→ Directions for this task:
Return only those lines of the listing in which "editable" appears.

━━━━━━━━━━━━━━━━━━━━

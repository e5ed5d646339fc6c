//! File logging.
//!
//! The terminal owns stdout, so log lines go to `log_path` as JSON.

use crate::error::TuiError;
use std::fs::OpenOptions;
use std::path::Path;
use std::sync::Mutex;
use tracing_subscriber::{layer::SubscriberExt, util::SubscriberInitExt, EnvFilter};

pub fn init(log_path: &Path) -> Result<(), TuiError> {
    if let Some(parent) = log_path.parent() {
        std::fs::create_dir_all(parent)?;
    }
    let file = OpenOptions::new().create(true).append(true).open(log_path)?;

    let env_filter = EnvFilter::try_from_default_env().unwrap_or_else(|_| EnvFilter::new("info"));

    tracing_subscriber::registry()
        .with(env_filter)
        .with(
            tracing_subscriber::fmt::layer()
                .json()
                .with_ansi(false)
                .with_writer(Mutex::new(file)),
        )
        .try_init()
        .map_err(|e| TuiError::Logging(e.to_string()))?;

    tracing::info!(log_path = %log_path.display(), "logging initialised");
    Ok(())
}
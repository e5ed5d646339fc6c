//! Lenient decoding for spreadsheet cells.
//!
//! The sheet API returns whatever the cell holds: text, a number, a
//! boolean, or null for blank cells. Every scalar column is read as text.

use serde::de::{self, Deserializer, Visitor};
use std::fmt;

struct CellVisitor;

impl<'de> Visitor<'de> for CellVisitor {
    type Value = String;

    fn expecting(&self, f: &mut fmt::Formatter<'_>) -> fmt::Result {
        f.write_str("a string, number, boolean or null cell")
    }

    fn visit_str<E: de::Error>(self, v: &str) -> Result<String, E> {
        Ok(v.to_string())
    }

    fn visit_string<E: de::Error>(self, v: String) -> Result<String, E> {
        Ok(v)
    }

    fn visit_bool<E: de::Error>(self, v: bool) -> Result<String, E> {
        Ok(v.to_string())
    }

    fn visit_i64<E: de::Error>(self, v: i64) -> Result<String, E> {
        Ok(v.to_string())
    }

    fn visit_u64<E: de::Error>(self, v: u64) -> Result<String, E> {
        Ok(v.to_string())
    }

    fn visit_f64<E: de::Error>(self, v: f64) -> Result<String, E> {
        // Whole numbers render without a trailing ".0" the way the sheet shows them.
        if v.fract() == 0.0 && v.abs() < 1e15 {
            Ok(format!("{}", v as i64))
        } else {
            Ok(v.to_string())
        }
    }

    fn visit_unit<E: de::Error>(self) -> Result<String, E> {
        Ok(String::new())
    }

    fn visit_none<E: de::Error>(self) -> Result<String, E> {
        Ok(String::new())
    }

    fn visit_some<D: Deserializer<'de>>(self, deserializer: D) -> Result<String, D::Error> {
        deserializer.deserialize_any(CellVisitor)
    }
}

/// Deserialize any scalar cell into its text form.
pub(crate) fn lenient_string<'de, D>(deserializer: D) -> Result<String, D::Error>
where
    D: Deserializer<'de>,
{
    deserializer.deserialize_any(CellVisitor)
}
//! Notification system for the TUI.
//!
//! Every notification dismisses itself once its time to live has passed.

use std::collections::VecDeque;
use std::time::Duration;
use tokio::time::Instant;

#[derive(Debug, Clone, Copy, PartialEq, Eq)]
pub enum NotificationLevel {
    Info,
    Warning,
    Error,
    Success,
}

impl NotificationLevel {
    pub fn label(&self) -> &'static str {
        match self {
            NotificationLevel::Info => "INFO",
            NotificationLevel::Warning => "WARN",
            NotificationLevel::Error => "ERROR",
            NotificationLevel::Success => "SUCCESS",
        }
    }
}

#[derive(Debug, Clone, PartialEq, Eq)]
pub struct Notification {
    pub level: NotificationLevel,
    pub message: String,
}

impl Notification {
    pub fn new(level: NotificationLevel, message: impl Into<String>) -> Self {
        Self {
            level,
            message: message.into(),
        }
    }

    pub fn success(message: impl Into<String>) -> Self {
        Self::new(NotificationLevel::Success, message)
    }

    pub fn info(message: impl Into<String>) -> Self {
        Self::new(NotificationLevel::Info, message)
    }

    pub fn warning(message: impl Into<String>) -> Self {
        Self::new(NotificationLevel::Warning, message)
    }

    pub fn error(message: impl Into<String>) -> Self {
        Self::new(NotificationLevel::Error, message)
    }
}

#[derive(Debug, Clone)]
struct Posted {
    notification: Notification,
    expires_at: Instant,
}

/// Visible notifications, oldest first.
#[derive(Debug, Clone)]
pub struct Notifications {
    ttl: Duration,
    items: VecDeque<Posted>,
}

impl Notifications {
    pub fn new(ttl: Duration) -> Self {
        Self {
            ttl,
            items: VecDeque::new(),
        }
    }

    pub fn push(&mut self, notification: Notification) {
        self.push_at(notification, Instant::now());
    }

    pub fn push_at(&mut self, notification: Notification, now: Instant) {
        self.items.push_back(Posted {
            notification,
            expires_at: now + self.ttl,
        });
    }

    /// Drop every notification whose time is up.
    pub fn expire(&mut self, now: Instant) {
        self.items.retain(|p| p.expires_at > now);
    }

    pub fn latest(&self) -> Option<&Notification> {
        self.items.back().map(|p| &p.notification)
    }

    pub fn iter(&self) -> impl Iterator<Item = &Notification> {
        self.items.iter().map(|p| &p.notification)
    }

    pub fn len(&self) -> usize {
        self.items.len()
    }

    pub fn is_empty(&self) -> bool {
        self.items.is_empty()
    }
}
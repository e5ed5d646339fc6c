//! Taskboard terminal client library exports.

pub mod config;
pub mod coordinator;
pub mod error;
pub mod events;
pub mod keys;
pub mod logging;
pub mod nav;
pub mod notifications;
pub mod persistence;
pub mod reload;
pub mod state;
pub mod theme;
pub mod views;
pub mod widgets;
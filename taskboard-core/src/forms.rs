//! Edit forms for the three record types.
//!
//! A form holds the user-editable columns as plain text. Applying a form
//! onto the record it was opened from keeps every column the form does not
//! show, so an unchanged form writes back an identical record.

use crate::entities::{Project, Task, TeamMember};
use crate::enums::{Priority, ProjectStatus, TaskStatus};
use crate::error::ValidationError;
use crate::generated_task_no;
use serde_json::Value;

/// Field-by-field access used by the terminal form editor.
pub trait FormFields {
    /// Labels of the editable fields, in display order.
    fn labels(&self) -> &'static [&'static str];

    fn value(&self, index: usize) -> Option<&str>;

    fn value_mut(&mut self, index: usize) -> Option<&mut String>;

    /// Check required fields before anything is sent.
    fn validate(&self) -> Result<(), ValidationError>;

    fn len(&self) -> usize {
        self.labels().len()
    }

    fn is_empty(&self) -> bool {
        self.len() == 0
    }
}

/// Reject a blank required field.
pub fn require_field(field: &str, value: &str) -> Result<(), ValidationError> {
    if value.trim().is_empty() {
        return Err(ValidationError::RequiredFieldMissing {
            field: field.to_string(),
        });
    }
    Ok(())
}

// ============================================================================
// TASK FORM
// ============================================================================

#[derive(Debug, Clone, Default, PartialEq, Eq)]
pub struct TaskForm {
    pub task_no: String,
    pub task_name: String,
    pub project: String,
    pub priority: String,
    pub task_status: String,
    pub start_date: String,
    pub end_date: String,
    pub task_owner: String,
    pub notes: String,
}

impl TaskForm {
    const LABELS: &'static [&'static str] = &[
        "Task No",
        "Task Name",
        "Project",
        "Priority",
        "Status",
        "Start Date",
        "End Date",
        "Owner",
        "Notes",
    ];

    /// Blank form for a new task, status preset to "To Do".
    pub fn blank() -> Self {
        Self {
            priority: Priority::Medium.to_string(),
            task_status: TaskStatus::ToDo.to_string(),
            ..Self::default()
        }
    }

    pub fn from_task(task: &Task) -> Self {
        Self {
            task_no: task.task_no.clone(),
            task_name: task.task_name.clone(),
            project: task.project.clone(),
            priority: task.priority.to_string(),
            task_status: task.task_status.to_string(),
            start_date: task.start_date.clone(),
            end_date: task.end_date.clone(),
            task_owner: task.task_owner.clone(),
            notes: task.notes.clone(),
        }
    }

    /// The prior record with this form's fields written over it.
    pub fn apply_to(&self, prior: &Task) -> Task {
        let mut task = prior.clone();
        task.task_no = self.task_no.clone();
        task.task_name = self.task_name.clone();
        task.project = self.project.clone();
        task.priority = Priority::parse(&self.priority);
        task.task_status = TaskStatus::parse(&self.task_status);
        task.start_date = self.start_date.clone();
        task.end_date = self.end_date.clone();
        task.task_owner = self.task_owner.clone();
        task.notes = self.notes.clone();
        task
    }

    /// A record for CREATE. A blank status becomes "To Do" and a blank
    /// task number is generated from `epoch_millis`.
    pub fn into_new_task(self, epoch_millis: i64) -> Task {
        let task_no = if self.task_no.trim().is_empty() {
            generated_task_no(epoch_millis, 0)
        } else {
            self.task_no
        };
        let task_status = if self.task_status.trim().is_empty() {
            TaskStatus::ToDo
        } else {
            TaskStatus::parse(&self.task_status)
        };

        let mut task = Task::new(task_no, self.task_name)
            .with_project(self.project)
            .with_priority(Priority::parse(&self.priority))
            .with_status(task_status)
            .with_end_date(self.end_date)
            .with_owner(self.task_owner);
        task.start_date = self.start_date;
        task.notes = self.notes;
        task.extra
            .insert("TaskType".to_string(), Value::String(String::new()));
        task
    }
}

impl FormFields for TaskForm {
    fn labels(&self) -> &'static [&'static str] {
        Self::LABELS
    }

    fn value(&self, index: usize) -> Option<&str> {
        let value = match index {
            0 => &self.task_no,
            1 => &self.task_name,
            2 => &self.project,
            3 => &self.priority,
            4 => &self.task_status,
            5 => &self.start_date,
            6 => &self.end_date,
            7 => &self.task_owner,
            8 => &self.notes,
            _ => return None,
        };
        Some(value.as_str())
    }

    fn value_mut(&mut self, index: usize) -> Option<&mut String> {
        match index {
            0 => Some(&mut self.task_no),
            1 => Some(&mut self.task_name),
            2 => Some(&mut self.project),
            3 => Some(&mut self.priority),
            4 => Some(&mut self.task_status),
            5 => Some(&mut self.start_date),
            6 => Some(&mut self.end_date),
            7 => Some(&mut self.task_owner),
            8 => Some(&mut self.notes),
            _ => None,
        }
    }

    fn validate(&self) -> Result<(), ValidationError> {
        require_field("TaskName", &self.task_name)
    }
}

// ============================================================================
// PROJECT FORM
// ============================================================================

#[derive(Debug, Clone, Default, PartialEq, Eq)]
pub struct ProjectForm {
    pub project_name: String,
    pub description: String,
    pub team_members: String,
    pub status: String,
    pub timeline: String,
}

impl ProjectForm {
    const LABELS: &'static [&'static str] =
        &["Project Name", "Description", "Team Members", "Status", "Timeline"];

    pub fn blank() -> Self {
        Self {
            status: ProjectStatus::InProgress.to_string(),
            ..Self::default()
        }
    }

    pub fn from_project(project: &Project) -> Self {
        Self {
            project_name: project.project_name.clone(),
            description: project.description.clone(),
            team_members: project.team_members.clone(),
            status: project.status.to_string(),
            timeline: project.timeline.clone(),
        }
    }

    pub fn apply_to(&self, prior: &Project) -> Project {
        let mut project = prior.clone();
        project.project_name = self.project_name.clone();
        project.description = self.description.clone();
        project.team_members = self.team_members.clone();
        project.status = ProjectStatus::parse(&self.status);
        project.timeline = self.timeline.clone();
        project
    }

    pub fn into_new_project(self) -> Project {
        let mut project = Project::new(self.project_name, ProjectStatus::parse(&self.status));
        project.description = self.description;
        project.team_members = self.team_members;
        project.timeline = self.timeline;
        project
    }
}

impl FormFields for ProjectForm {
    fn labels(&self) -> &'static [&'static str] {
        Self::LABELS
    }

    fn value(&self, index: usize) -> Option<&str> {
        let value = match index {
            0 => &self.project_name,
            1 => &self.description,
            2 => &self.team_members,
            3 => &self.status,
            4 => &self.timeline,
            _ => return None,
        };
        Some(value.as_str())
    }

    fn value_mut(&mut self, index: usize) -> Option<&mut String> {
        match index {
            0 => Some(&mut self.project_name),
            1 => Some(&mut self.description),
            2 => Some(&mut self.team_members),
            3 => Some(&mut self.status),
            4 => Some(&mut self.timeline),
            _ => None,
        }
    }

    fn validate(&self) -> Result<(), ValidationError> {
        require_field("ProjectName", &self.project_name)
    }
}

// ============================================================================
// TEAM MEMBER FORM
// ============================================================================

#[derive(Debug, Clone, Default, PartialEq, Eq)]
pub struct MemberForm {
    pub full_name: String,
    pub role: String,
    pub email: String,
}

impl MemberForm {
    const LABELS: &'static [&'static str] = &["Full Name", "Role", "Email"];

    pub fn from_member(member: &TeamMember) -> Self {
        Self {
            full_name: member.full_name.clone(),
            role: member.role.clone(),
            email: member.email.clone(),
        }
    }

    pub fn apply_to(&self, prior: &TeamMember) -> TeamMember {
        let mut member = prior.clone();
        member.full_name = self.full_name.clone();
        member.role = self.role.clone();
        member.email = self.email.clone();
        member
    }

    pub fn into_new_member(self) -> TeamMember {
        let mut member = TeamMember::new(self.full_name, self.role);
        member.email = self.email;
        member
    }
}

impl FormFields for MemberForm {
    fn labels(&self) -> &'static [&'static str] {
        Self::LABELS
    }

    fn value(&self, index: usize) -> Option<&str> {
        let value = match index {
            0 => &self.full_name,
            1 => &self.role,
            2 => &self.email,
            _ => return None,
        };
        Some(value.as_str())
    }

    fn value_mut(&mut self, index: usize) -> Option<&mut String> {
        match index {
            0 => Some(&mut self.full_name),
            1 => Some(&mut self.role),
            2 => Some(&mut self.email),
            _ => None,
        }
    }

    fn validate(&self) -> Result<(), ValidationError> {
        require_field("FullName", &self.full_name)
    }
}
//! Light and dark palettes and color utilities.

use crate::notifications::NotificationLevel;
use ratatui::style::Color;
use taskboard_core::{Priority, ProjectStatus, TaskStatus};

#[derive(Debug, Clone, PartialEq, Eq)]
pub struct Theme {
    pub dark: bool,
    pub bg: Color,
    pub bg_highlight: Color,
    pub primary: Color,
    pub secondary: Color,
    pub success: Color,
    pub warning: Color,
    pub error: Color,
    pub info: Color,
    pub text: Color,
    pub text_dim: Color,
    pub border: Color,
    pub border_focus: Color,
}

impl Theme {
    pub fn light() -> Self {
        Self {
            dark: false,
            bg: Color::Rgb(249, 250, 251),
            bg_highlight: Color::Rgb(229, 231, 235),
            primary: Color::Rgb(37, 99, 235),
            secondary: Color::Rgb(79, 70, 229),
            success: Color::Rgb(22, 163, 74),
            warning: Color::Rgb(202, 138, 4),
            error: Color::Rgb(220, 38, 38),
            info: Color::Rgb(37, 99, 235),
            text: Color::Rgb(17, 24, 39),
            text_dim: Color::Rgb(107, 114, 128),
            border: Color::Rgb(209, 213, 219),
            border_focus: Color::Rgb(37, 99, 235),
        }
    }

    pub fn dark() -> Self {
        Self {
            dark: true,
            bg: Color::Rgb(17, 24, 39),
            bg_highlight: Color::Rgb(55, 65, 81),
            primary: Color::Rgb(96, 165, 250),
            secondary: Color::Rgb(129, 140, 248),
            success: Color::Rgb(74, 222, 128),
            warning: Color::Rgb(250, 204, 21),
            error: Color::Rgb(248, 113, 113),
            info: Color::Rgb(96, 165, 250),
            text: Color::Rgb(243, 244, 246),
            text_dim: Color::Rgb(156, 163, 175),
            border: Color::Rgb(75, 85, 99),
            border_focus: Color::Rgb(96, 165, 250),
        }
    }

    pub fn for_mode(dark: bool) -> Self {
        if dark {
            Self::dark()
        } else {
            Self::light()
        }
    }

    pub fn toggled(&self) -> Self {
        Self::for_mode(!self.dark)
    }
}

pub fn priority_color(priority: &Priority, theme: &Theme) -> Color {
    match priority {
        Priority::High => theme.error,
        Priority::Medium => theme.warning,
        Priority::Low => theme.success,
        Priority::Unrecognized(_) => theme.text_dim,
    }
}

pub fn task_status_color(status: &TaskStatus, theme: &Theme) -> Color {
    match status {
        TaskStatus::ToDo => theme.text,
        TaskStatus::InProgress => theme.primary,
        TaskStatus::Review => theme.secondary,
        TaskStatus::Done => theme.success,
        TaskStatus::Unrecognized(_) => theme.text_dim,
    }
}

pub fn project_status_color(status: &ProjectStatus, theme: &Theme) -> Color {
    match status {
        ProjectStatus::Completed => theme.success,
        ProjectStatus::InProgress => theme.primary,
        ProjectStatus::Unrecognized(_) => theme.text_dim,
    }
}

pub fn notification_color(level: NotificationLevel, theme: &Theme) -> Color {
    match level {
        NotificationLevel::Info => theme.info,
        NotificationLevel::Warning => theme.warning,
        NotificationLevel::Error => theme.error,
        NotificationLevel::Success => theme.success,
    }
}
//! Delayed reload scheduling.

use std::time::Duration;
use tokio::time::Instant;

/// Holds at most one pending reload deadline.
///
/// Scheduling while a reload is pending keeps the later of the two
/// deadlines, so a burst of writes produces one reload.
#[derive(Debug, Clone, Default)]
pub struct ReloadScheduler {
    deadline: Option<Instant>,
}

impl ReloadScheduler {
    pub fn new() -> Self {
        Self::default()
    }

    pub fn schedule(&mut self, now: Instant, delay: Duration) {
        let at = now + delay;
        self.deadline = Some(match self.deadline {
            Some(existing) if existing > at => existing,
            _ => at,
        });
    }

    pub fn deadline(&self) -> Option<Instant> {
        self.deadline
    }

    pub fn is_pending(&self) -> bool {
        self.deadline.is_some()
    }

    /// Clear and report the pending reload if it is due at `now`.
    pub fn take_due(&mut self, now: Instant) -> bool {
        match self.deadline {
            Some(at) if at <= now => {
                self.deadline = None;
                true
            }
            _ => false,
        }
    }

    pub fn cancel(&mut self) {
        self.deadline = None;
    }
}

━━━━━━━━━━━━━━━━━━━━

→ Answer to the problem:
//! A form holds the user-editable columns as plain text. Applying a form
    /// Labels of the editable fields, in display order.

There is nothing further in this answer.